■ WHAT TO DO ■
Every line from the beginning of the records below up to the one holding "a node name." should be quoted exactly; leave out the rest.
═════ SOURCE RECORDS
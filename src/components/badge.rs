use leptos::prelude::*;

use crate::data::AccessoryData;
use crate::graph::Node;

/// Neutral color for nodes outside any organization.
const UNAFFILIATED_COLOR: &str = "#ccc";

/// Group marker drawn next to a node name.
#[derive(Clone, Debug, PartialEq, Eq)]
pub struct GroupBadge {
	pub main_group: String,
	pub hollow: bool,
	pub color: String,
}

impl GroupBadge {
	pub fn for_node(node: &Node) -> Self {
		let hollow = node.is_unaffiliated();
		Self {
			main_group: node.main_group().to_owned(),
			hollow,
			color: if hollow {
				UNAFFILIATED_COLOR.to_owned()
			} else {
				node.original_color().to_owned()
			},
		}
	}

	pub fn symbol(&self) -> &'static str {
		if self.hollow { "○" } else { "●" }
	}
}

#[component]
pub fn Badge(badge: GroupBadge, accessory: RwSignal<Option<AccessoryData>>) -> impl IntoView {
	let symbol = badge.symbol();
	let style = format!("color: {}", badge.color);
	let key = badge.main_group;
	let title = move || {
		accessory.with(|a| match a {
			Some(a) => a.main_group_label(&key).to_owned(),
			None => key.clone(),
		})
	};
	view! {
		<span class="group-badge" style=style title=title>
			{symbol}
		</span>
	}
}
//! Loading the published data files.

pub mod accessory;
pub mod archive;
pub mod fetch;

pub use accessory::{AccessoryData, GroupEntry, Measure};
pub use archive::{load_graph_archive, parse_graph};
══════════
■ EXERCISE SOLUTION ■
filename src/components/badge.rs
use leptos::prelude::*;

use crate::data::AccessoryData;
use crate::graph::Node;

/// Neutral color for nodes outside any organization.
const UNAFFILIATED_COLOR: &str = "#ccc";

/// Group marker drawn next to a node name.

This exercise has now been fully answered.